Do I need a Digital Micrometer?

Moore & Wright Micrometer

I’ve been thinking about my machining accuracy and asking myself the question: “Do I need a Digital Micrometer?”. So I thought I would discuss it here and see whether I can logically work it through.

Why do I think I need a digital micrometer?

In my normal machining I use a digital caliper, actually I use around 3 digital calipers depending on where I’m sat and what I’m making. That might be a problem in it’s own right, but maybe for another day.

digital calipers

Digital calipers have a number of advantages:

  • easy to use
  • read in metric and imperial
  • versatile measurements: inside, outside, depth
  • happily measure from 0.01 to 150mm

However, the issue I have is when I’m machining an axle or crankshaft to fit a reamed hole it’s just about ok. Adding quite a bit of judgement to get a great fit.

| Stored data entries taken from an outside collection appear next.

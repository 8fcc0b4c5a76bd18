//! HTTP middleware for axum.
//!
//! - `auth` - Access token check in front of the WebSocket routes

pub mod auth;

pub use auth::{access_token_middleware, AccessTokenAuth, ACCESS_TOKEN_HEADER, QUERY_TOKEN_PARAM};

I end up around +/-0.025mm, ok, but could do better.

Manual Micrometer

adjustment of manual micrometer

A Moore and Wright manual metric micrometer from 1984 (this was an 18th birthday present from Mum and Dad). Still pristine as I’ve not used it that much.

This really is able to measure to 0.01mm and the divisions are such that you can actually read to +/-0.005mm.

This is a significant move on from the digital caliper and as such I’m wondering why it resides in a drawer.

The downside is you have to take your time reading it and you can read outside dimensions. I could rectify that and buy an inside micrometer.

Digital Micrometer

Most digital micrometers can read down to 0.001mm, but the real benefit is they are easy to read. Does this help me? Sometimes what I actually need to do is take my time. A high accuracy digital micrometer will read 0.0001mm. This is probably beyond what I need for my model making and beyond what I can machine to.


I’m going to try my manual micrometer and see how this improves my ability to machine axles to the right size. Then I can decide if I really need a digital micrometer or just to take my time and measure parts correctly.


About Nigel 384 Articles
I've been making models since I was around 7 years old and using a lathe from the age of 11, a self taught engineer with a passion for making model engines.


  1. I find I’m very slow at reading a mic and get very similar results using a digital caliper. I just find the markings a bit vauge. However I do persevere when its a critical part, even if I then back up my findings with the digital caliper!